Resetting Expectations in Traverse City and Grand Rapids

FLOW hosts community engagement sessions on government’s role in protecting human health and the environment

Photo by Rick Kane

By Diane Dupuis

Do environmental regulations hinder or help the economy?

That question framed FLOW’s community engagement session on November 13 in Traverse City examining the role of government in protecting human health and the environment. Presenters included Cherry Republic founder and environmental steward Bob Sutherland and former FLOW board chair Skip Pruss, who has authored three “Resetting Expectations” reports for FLOW that make the case for government regulations to protect the environment.

Surgical pathologist and climate activist Lisa Del Buono, FLOW Executive Director Liz Kirkwood, and Senior Policy Advisor Dave Dempsey also presented on the importance of governmental protections. (Click here to see slides from the presenters and here to watch a recording of the event).

FLOW will hold a second Resetting Expectations community engagement session on December 5 in Grand Rapids.
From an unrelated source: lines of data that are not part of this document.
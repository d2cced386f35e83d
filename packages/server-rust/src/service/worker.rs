//! Background worker for queue draining.
//!
//! Provides a generic `BackgroundWorker<R>` that processes tasks from an mpsc channel
//! via a `BackgroundRunnable` implementation, with periodic tick callbacks, and the
//! `QueueDrainer` runnable that executes every Process-Queue request one at a time.

use std::sync::Arc;
use std::time::Duration;

use async_trait::async_trait;
use interop_core::QueueItem;
use parking_lot::Mutex;
use tokio::sync::{mpsc, oneshot};
use tracing::{debug, info, warn};

use super::error::InteropError;
use super::interop::InteropService;

/// Tick interval used when auto-drain is disabled; ticks are no-ops then.
const IDLE_TICK_MS: u64 = 60_000;

// ---------------------------------------------------------------------------
// BackgroundRunnable trait
// ---------------------------------------------------------------------------

/// Trait for task handlers executed by `BackgroundWorker`.
#[async_trait]
pub trait BackgroundRunnable: Send + 'static {
    /// The type of task this runnable processes.
    type Task: Send + 'static;

    /// Process a single task.
    async fn run(&mut self, task: Self::Task);

    /// Called periodically (on each tick interval). Default is a no-op.
    async fn on_tick(&mut self) {}

    /// Called once when the worker is shutting down. Default is a no-op.
    async fn shutdown(&mut self) {}
}

// ---------------------------------------------------------------------------
// BackgroundWorker
// ---------------------------------------------------------------------------

/// Generic background worker that processes tasks via an mpsc channel.
///
/// The worker spawns a tokio task that:
/// 1. Listens for tasks on the mpsc channel
/// 2. Calls `BackgroundRunnable::run()` for each task, one at a time
/// 3. Periodically calls `BackgroundRunnable::on_tick()` at the configured interval
/// 4. Calls `BackgroundRunnable::shutdown()` when stopped
///
/// All methods take `&self` so the worker can be shared through an `Arc`.
pub struct BackgroundWorker<R: BackgroundRunnable> {
    tx: Mutex<Option<mpsc::Sender<R::Task>>>,
    shutdown_tx: Mutex<Option<oneshot::Sender<()>>>,
    handle: Mutex<Option<tokio::task::JoinHandle<()>>>,
}

impl<R: BackgroundRunnable> BackgroundWorker<R> {
    /// Start the background worker with the given runnable and tick interval.
    ///
    /// Must be called from within a Tokio runtime. The channel capacity is
    /// fixed at 256.
    pub fn start(mut runnable: R, tick_interval_ms: u64) -> Self {
        let (tx, mut rx) = mpsc::channel::<R::Task>(256);
        let (shutdown_tx, mut shutdown_rx) = oneshot::channel::<()>();

        let handle = tokio::spawn(async move {
            let mut tick_interval =
                tokio::time::interval(Duration::from_millis(tick_interval_ms.max(1)));
            // Skip the first immediate tick so on_tick doesn't fire at startup.
            tick_interval.tick().await;

            loop {
                tokio::select! {
                    task = rx.recv() => {
                        match task {
                            Some(t) => runnable.run(t).await,
                            None => break, // Channel closed.
                        }
                    }
                    _ = tick_interval.tick() => {
                        runnable.on_tick().await;
                    }
                    _ = &mut shutdown_rx => {
                        break;
                    }
                }
            }

            runnable.shutdown().await;
        });

        Self {
            tx: Mutex::new(Some(tx)),
            shutdown_tx: Mutex::new(Some(shutdown_tx)),
            handle: Mutex::new(Some(handle)),
        }
    }

    /// Submit a task to the worker.
    ///
    /// # Errors
    ///
    /// Returns an error if the worker has been stopped.
    pub async fn submit(&self, task: R::Task) -> anyhow::Result<()> {
        let tx = self.tx.lock().clone();
        match tx {
            Some(tx) => tx
                .send(task)
                .await
                .map_err(|_| anyhow::anyhow!("worker channel closed")),
            None => Err(anyhow::anyhow!("worker not running")),
        }
    }

    /// Stop the worker gracefully, waiting for the worker task to complete.
    ///
    /// A task already running finishes first. Calling `stop` twice is a no-op.
    pub async fn stop(&self) {
        if let Some(tx) = self.shutdown_tx.lock().take() {
            let _ = tx.send(());
        }
        self.tx.lock().take();
        let handle = self.handle.lock().take();
        if let Some(handle) = handle {
            let _ = handle.await;
        }
    }
}

// ---------------------------------------------------------------------------
// QueueDrainer
// ---------------------------------------------------------------------------

/// One Process-Queue request and the channel its results go back on.
#[derive(Debug)]
pub struct DrainRequest {
    pub limit: usize,
    pub reply: oneshot::Sender<Vec<QueueItem>>,
}

/// Runnable that drains the message queue.
///
/// Explicit drain requests are processed strictly one after another. When an
/// auto-drain interval is configured, each tick also drains up to the default
/// limit.
pub struct QueueDrainer {
    service: Arc<InteropService>,
    auto_drain: bool,
}

impl QueueDrainer {
    #[must_use]
    pub fn new(service: Arc<InteropService>) -> Self {
        let auto_drain = service.config().queue_drain_interval_ms.is_some();
        Self {
            service,
            auto_drain,
        }
    }

    /// Starts a drain worker ticking at the configured auto-drain interval.
    #[must_use]
    pub fn spawn(service: Arc<InteropService>) -> BackgroundWorker<Self> {
        let tick_ms = service
            .config()
            .queue_drain_interval_ms
            .unwrap_or(IDLE_TICK_MS);
        BackgroundWorker::start(Self::new(service), tick_ms)
    }
}

#[async_trait]
impl BackgroundRunnable for QueueDrainer {
    type Task = DrainRequest;

    async fn run(&mut self, task: DrainRequest) {
        let results = self.service.process_queue(task.limit).await;
        debug!(processed = results.len(), "drain request completed");
        if let Err(results) = task.reply.send(results) {
            // The items are already off the queue; the log is their only record.
            for item in &results {
                warn!(
                    message_id = %item.id,
                    module = %item.target,
                    status = item.status.as_str(),
                    error = item.error.as_deref().unwrap_or_default(),
                    "drain requester went away; result not delivered"
                );
            }
        }
    }

    async fn on_tick(&mut self) {
        if !self.auto_drain || self.service.queue().is_empty() {
            return;
        }
        let limit = self.service.config().default_drain_limit;
        let results = self.service.process_queue(limit).await;
        info!(
            processed = results.len(),
            remaining = self.service.queue().len(),
            "auto-drained message queue"
        );
    }

    async fn shutdown(&mut self) {
        debug!("queue drain worker stopped");
    }
}

impl BackgroundWorker<QueueDrainer> {
    /// Hands a drain of up to `limit` items to the worker and waits for the
    /// processed items.
    ///
    /// # Errors
    ///
    /// Returns `InteropError::Unavailable` if the worker has been stopped.
    pub async fn drain(&self, limit: usize) -> Result<Vec<QueueItem>, InteropError> {
        let (reply, rx) = oneshot::channel();
        self.submit(DrainRequest { limit, reply })
            .await
            .map_err(|err| InteropError::Unavailable(err.to_string()))?;
        rx.await.map_err(|_| {
            InteropError::Unavailable("queue drain worker stopped before replying".to_string())
        })
    }
}

// ---------------------------------------------------------------------------
// Tests
// ---------------------------------------------------------------------------

#[cfg(test)]
mod tests {
    use std::sync::atomic::{AtomicU32, Ordering};

    use interop_core::messages::QueueSubmitRequest;
    use interop_core::QueueStatus;

    use super::*;
    use crate::service::config::ServerConfig;

    struct CountingRunnable {
        run_count: Arc<AtomicU32>,
        tick_count: Arc<AtomicU32>,
        shutdown_called: Arc<AtomicU32>,
    }

    #[async_trait]
    impl BackgroundRunnable for CountingRunnable {
        type Task = String;

        async fn run(&mut self, _task: String) {
            self.run_count.fetch_add(1, Ordering::SeqCst);
        }

        async fn on_tick(&mut self) {
            self.tick_count.fetch_add(1, Ordering::SeqCst);
        }

        async fn shutdown(&mut self) {
            self.shutdown_called.fetch_add(1, Ordering::SeqCst);
        }
    }

    fn counting() -> (CountingRunnable, Arc<AtomicU32>, Arc<AtomicU32>, Arc<AtomicU32>) {
        let run_count = Arc::new(AtomicU32::new(0));
        let tick_count = Arc::new(AtomicU32::new(0));
        let shutdown_called = Arc::new(AtomicU32::new(0));
        let runnable = CountingRunnable {
            run_count: run_count.clone(),
            tick_count: tick_count.clone(),
            shutdown_called: shutdown_called.clone(),
        };
        (runnable, run_count, tick_count, shutdown_called)
    }

    fn enqueue(service: &InteropService, target: &str, priority: i64) {
        service
            .send(QueueSubmitRequest {
                target: Some(target.into()),
                method: Some("m".into()),
                params: None,
                priority: Some(priority),
            })
            .unwrap();
    }

    #[tokio::test]
    async fn start_submit_and_stop() {
        let (runnable, run_count, _, shutdown_called) = counting();
        let worker = BackgroundWorker::start(runnable, 60_000);

        worker.submit("task-1".to_string()).await.unwrap();
        worker.submit("task-2".to_string()).await.unwrap();
        worker.submit("task-3".to_string()).await.unwrap();

        tokio::time::sleep(Duration::from_millis(50)).await;
        assert_eq!(run_count.load(Ordering::SeqCst), 3);

        worker.stop().await;
        assert_eq!(shutdown_called.load(Ordering::SeqCst), 1);
        assert!(worker.submit("after-stop".to_string()).await.is_err());
    }

    #[tokio::test]
    async fn tick_fires_periodically() {
        let (runnable, _, tick_count, _) = counting();
        let worker = BackgroundWorker::start(runnable, 20);

        tokio::time::sleep(Duration::from_millis(100)).await;
        worker.stop().await;

        assert!(tick_count.load(Ordering::SeqCst) >= 2);
    }

    #[tokio::test]
    async fn submit_after_stop_returns_error() {
        let (runnable, _, _, _) = counting();
        let worker = BackgroundWorker::start(runnable, 60_000);
        worker.stop().await;
        worker.stop().await;

        assert!(worker.submit("late-task".to_string()).await.is_err());
    }

    #[tokio::test]
    async fn drain_request_returns_processed_items() {
        let service = Arc::new(InteropService::new(ServerConfig::default()).unwrap());
        enqueue(&service, "ghost", 0);
        enqueue(&service, "ghost", 0);
        enqueue(&service, "ghost", 0);
        let worker = QueueDrainer::spawn(Arc::clone(&service));

        let results = worker.drain(2).await.unwrap();

        assert_eq!(results.len(), 2);
        assert!(results.iter().all(|item| item.status == QueueStatus::Failed));
        assert_eq!(service.queue().len(), 1);
        worker.stop().await;
    }

    #[tokio::test]
    async fn drain_after_stop_is_unavailable() {
        let service = Arc::new(InteropService::new(ServerConfig::default()).unwrap());
        let worker = QueueDrainer::spawn(service);
        worker.stop().await;

        let err = worker.drain(10).await.unwrap_err();
        assert!(matches!(err, InteropError::Unavailable(_)));
    }

    #[tokio::test]
    async fn auto_drain_empties_queue_on_tick() {
        let config = ServerConfig {
            queue_drain_interval_ms: Some(20),
            default_drain_limit: 10,
            ..ServerConfig::default()
        };
        let service = Arc::new(InteropService::new(config).unwrap());
        enqueue(&service, "ghost", 1);
        enqueue(&service, "ghost", 2);
        let worker = QueueDrainer::spawn(Arc::clone(&service));

        tokio::time::sleep(Duration::from_millis(150)).await;

        assert!(service.queue().is_empty());
        worker.stop().await;
    }

    #[tokio::test]
    async fn ticks_do_nothing_without_auto_drain() {
        let service = Arc::new(InteropService::new(ServerConfig::default()).unwrap());
        enqueue(&service, "ghost", 0);
        let worker = BackgroundWorker::start(QueueDrainer::new(Arc::clone(&service)), 10);

        tokio::time::sleep(Duration::from_millis(60)).await;

        assert_eq!(service.queue().len(), 1);
        worker.stop().await;
    }
}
Click here to RSVP; the event is free, but seating is limited.

Community members who attended the Traverse City session were able to interact throughout the series of presentations by responding via text or web app to questions projected intermittently. Residents of Northwest Michigan are well versed in matters affecting the Great Lakes Basin, yet the session presented familiar concepts in new ways, as well as altogether new perspectives.

Kicking off the presentations, Cherry Republic’s Bob Sutherland noted that in December his cherry-themed retail-and-catalog operation will give away $250,000 in profits, mostly to environmental organizations. “My giving comes from my trust in society, in people’s ability to make the world better,” Sutherland said.

“I trust in my neighbor,” he continued, but “it’s just a trickle in the bucket. We need to get the trust back in our government to establish better rules and regulations. As a businessman, I wish that my competitors were operating with the same principles that drive me to continuous improvement in how we treat the environment.”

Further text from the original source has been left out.